Exercise aim: Go through the data below and return each line containing the word "state".

Dataset records:

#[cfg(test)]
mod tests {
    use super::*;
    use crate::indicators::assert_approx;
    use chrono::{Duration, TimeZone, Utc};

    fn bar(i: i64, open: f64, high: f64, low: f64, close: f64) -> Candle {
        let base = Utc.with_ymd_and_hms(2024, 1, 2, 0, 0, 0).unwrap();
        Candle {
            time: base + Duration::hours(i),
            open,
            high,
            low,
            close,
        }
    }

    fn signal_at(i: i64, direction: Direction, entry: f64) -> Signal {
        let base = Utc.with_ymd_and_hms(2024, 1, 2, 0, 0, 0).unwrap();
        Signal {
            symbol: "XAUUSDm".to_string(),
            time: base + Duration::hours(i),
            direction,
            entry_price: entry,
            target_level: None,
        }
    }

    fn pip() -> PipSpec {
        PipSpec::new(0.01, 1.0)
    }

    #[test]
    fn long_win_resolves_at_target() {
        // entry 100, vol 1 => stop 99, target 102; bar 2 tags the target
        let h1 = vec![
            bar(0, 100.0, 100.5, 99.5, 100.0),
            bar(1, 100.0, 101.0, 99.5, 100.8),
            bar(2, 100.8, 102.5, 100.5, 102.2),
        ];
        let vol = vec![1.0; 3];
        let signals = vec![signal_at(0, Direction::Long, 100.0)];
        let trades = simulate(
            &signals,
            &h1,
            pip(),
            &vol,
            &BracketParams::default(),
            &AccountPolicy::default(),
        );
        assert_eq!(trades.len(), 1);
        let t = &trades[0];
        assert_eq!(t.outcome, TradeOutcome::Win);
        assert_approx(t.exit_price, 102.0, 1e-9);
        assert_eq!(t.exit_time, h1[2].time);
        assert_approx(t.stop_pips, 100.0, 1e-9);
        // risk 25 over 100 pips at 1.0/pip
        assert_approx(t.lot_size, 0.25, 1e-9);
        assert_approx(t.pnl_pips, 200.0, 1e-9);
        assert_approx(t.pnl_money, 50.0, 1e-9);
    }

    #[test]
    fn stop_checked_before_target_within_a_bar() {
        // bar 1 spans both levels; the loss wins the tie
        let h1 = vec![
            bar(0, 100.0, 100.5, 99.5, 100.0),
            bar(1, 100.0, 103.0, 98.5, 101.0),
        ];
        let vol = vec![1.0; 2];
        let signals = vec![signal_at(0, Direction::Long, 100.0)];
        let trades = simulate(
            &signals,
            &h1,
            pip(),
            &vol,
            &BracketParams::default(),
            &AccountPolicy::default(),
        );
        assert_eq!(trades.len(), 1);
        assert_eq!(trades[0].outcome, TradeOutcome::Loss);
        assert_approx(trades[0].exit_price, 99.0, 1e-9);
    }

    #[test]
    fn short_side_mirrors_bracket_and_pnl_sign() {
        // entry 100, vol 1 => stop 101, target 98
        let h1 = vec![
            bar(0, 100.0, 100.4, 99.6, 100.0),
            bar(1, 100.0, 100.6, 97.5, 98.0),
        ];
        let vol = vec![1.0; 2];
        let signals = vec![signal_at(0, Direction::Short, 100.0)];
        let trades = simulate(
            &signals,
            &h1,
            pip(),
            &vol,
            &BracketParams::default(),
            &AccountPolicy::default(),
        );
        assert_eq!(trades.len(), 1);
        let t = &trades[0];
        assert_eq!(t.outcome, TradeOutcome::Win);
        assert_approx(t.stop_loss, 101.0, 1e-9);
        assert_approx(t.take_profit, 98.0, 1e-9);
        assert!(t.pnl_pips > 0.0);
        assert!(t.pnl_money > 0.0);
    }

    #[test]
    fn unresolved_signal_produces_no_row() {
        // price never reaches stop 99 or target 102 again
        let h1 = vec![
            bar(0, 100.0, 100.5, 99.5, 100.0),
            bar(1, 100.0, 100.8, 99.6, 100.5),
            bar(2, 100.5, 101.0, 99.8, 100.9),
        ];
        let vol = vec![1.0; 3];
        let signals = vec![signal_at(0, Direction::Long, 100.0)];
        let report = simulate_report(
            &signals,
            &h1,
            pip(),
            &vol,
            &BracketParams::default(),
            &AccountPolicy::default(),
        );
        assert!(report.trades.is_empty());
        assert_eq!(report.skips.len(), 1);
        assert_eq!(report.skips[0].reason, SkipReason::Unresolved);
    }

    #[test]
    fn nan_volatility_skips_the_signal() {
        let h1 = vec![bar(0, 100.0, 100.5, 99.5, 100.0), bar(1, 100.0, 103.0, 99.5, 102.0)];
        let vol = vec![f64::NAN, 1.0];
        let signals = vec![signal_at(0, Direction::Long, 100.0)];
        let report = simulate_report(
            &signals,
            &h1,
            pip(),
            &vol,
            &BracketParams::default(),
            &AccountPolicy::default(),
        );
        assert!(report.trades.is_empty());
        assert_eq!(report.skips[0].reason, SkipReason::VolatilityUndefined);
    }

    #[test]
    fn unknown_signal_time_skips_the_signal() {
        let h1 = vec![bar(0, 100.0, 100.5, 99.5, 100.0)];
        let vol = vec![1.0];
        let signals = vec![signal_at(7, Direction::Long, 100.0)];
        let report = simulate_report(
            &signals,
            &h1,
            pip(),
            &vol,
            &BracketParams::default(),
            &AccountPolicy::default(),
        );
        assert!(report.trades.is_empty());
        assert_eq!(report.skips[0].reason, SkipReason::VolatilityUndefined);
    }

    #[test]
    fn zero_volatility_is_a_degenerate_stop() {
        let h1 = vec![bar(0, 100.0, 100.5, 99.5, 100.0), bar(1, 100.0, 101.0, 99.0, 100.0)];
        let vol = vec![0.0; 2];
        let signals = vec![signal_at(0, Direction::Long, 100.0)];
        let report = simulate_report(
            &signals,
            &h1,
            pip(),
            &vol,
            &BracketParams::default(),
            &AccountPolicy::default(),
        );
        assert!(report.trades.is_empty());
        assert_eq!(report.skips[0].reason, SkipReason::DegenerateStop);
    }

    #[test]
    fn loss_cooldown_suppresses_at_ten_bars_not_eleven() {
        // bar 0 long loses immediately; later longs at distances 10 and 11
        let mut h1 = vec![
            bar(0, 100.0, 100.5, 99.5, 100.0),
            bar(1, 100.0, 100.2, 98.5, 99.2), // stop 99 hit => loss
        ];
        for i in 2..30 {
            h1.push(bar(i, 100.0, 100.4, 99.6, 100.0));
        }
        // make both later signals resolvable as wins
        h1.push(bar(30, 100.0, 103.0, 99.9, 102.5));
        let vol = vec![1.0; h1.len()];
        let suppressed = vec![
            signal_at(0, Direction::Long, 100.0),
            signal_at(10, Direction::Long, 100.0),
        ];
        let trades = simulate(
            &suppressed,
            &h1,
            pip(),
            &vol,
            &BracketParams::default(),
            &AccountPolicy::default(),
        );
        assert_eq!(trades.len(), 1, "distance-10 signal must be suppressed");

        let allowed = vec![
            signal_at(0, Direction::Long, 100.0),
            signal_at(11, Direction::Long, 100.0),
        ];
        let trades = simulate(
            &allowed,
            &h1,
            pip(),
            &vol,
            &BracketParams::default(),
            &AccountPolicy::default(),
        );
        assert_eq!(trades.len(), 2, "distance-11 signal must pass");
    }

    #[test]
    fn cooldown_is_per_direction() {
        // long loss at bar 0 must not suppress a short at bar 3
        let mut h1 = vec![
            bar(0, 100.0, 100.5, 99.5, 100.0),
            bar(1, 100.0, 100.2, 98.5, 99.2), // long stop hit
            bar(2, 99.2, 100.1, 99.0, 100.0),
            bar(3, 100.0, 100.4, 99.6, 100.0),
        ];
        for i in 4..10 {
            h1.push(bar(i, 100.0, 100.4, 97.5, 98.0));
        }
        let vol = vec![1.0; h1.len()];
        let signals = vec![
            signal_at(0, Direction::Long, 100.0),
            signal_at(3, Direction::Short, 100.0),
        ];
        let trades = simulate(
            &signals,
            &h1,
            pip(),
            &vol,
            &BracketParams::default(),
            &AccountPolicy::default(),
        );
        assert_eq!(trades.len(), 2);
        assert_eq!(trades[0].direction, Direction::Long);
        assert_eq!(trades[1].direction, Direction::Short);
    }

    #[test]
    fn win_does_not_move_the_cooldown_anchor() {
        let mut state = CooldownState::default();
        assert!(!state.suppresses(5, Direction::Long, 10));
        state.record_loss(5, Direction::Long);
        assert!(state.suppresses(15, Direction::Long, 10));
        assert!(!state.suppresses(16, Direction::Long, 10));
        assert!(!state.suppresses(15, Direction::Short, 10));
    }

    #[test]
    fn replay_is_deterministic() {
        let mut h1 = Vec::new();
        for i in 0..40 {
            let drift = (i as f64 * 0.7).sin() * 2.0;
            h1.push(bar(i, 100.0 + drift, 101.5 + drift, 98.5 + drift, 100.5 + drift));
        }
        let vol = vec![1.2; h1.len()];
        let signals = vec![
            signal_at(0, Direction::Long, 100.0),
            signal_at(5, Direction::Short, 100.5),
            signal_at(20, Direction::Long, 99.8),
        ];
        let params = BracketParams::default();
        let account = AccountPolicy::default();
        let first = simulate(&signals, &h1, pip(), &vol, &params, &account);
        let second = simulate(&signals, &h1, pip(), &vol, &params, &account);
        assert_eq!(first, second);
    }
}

Solution:
        let mut state = CooldownState::default();
        assert!(!state.suppresses(5, Direction::Long, 10));
        state.record_loss(5, Direction::Long);
        assert!(state.suppresses(15, Direction::Long, 10));
        assert!(!state.suppresses(16, Direction::Long, 10));
        assert!(!state.suppresses(15, Direction::Short, 10));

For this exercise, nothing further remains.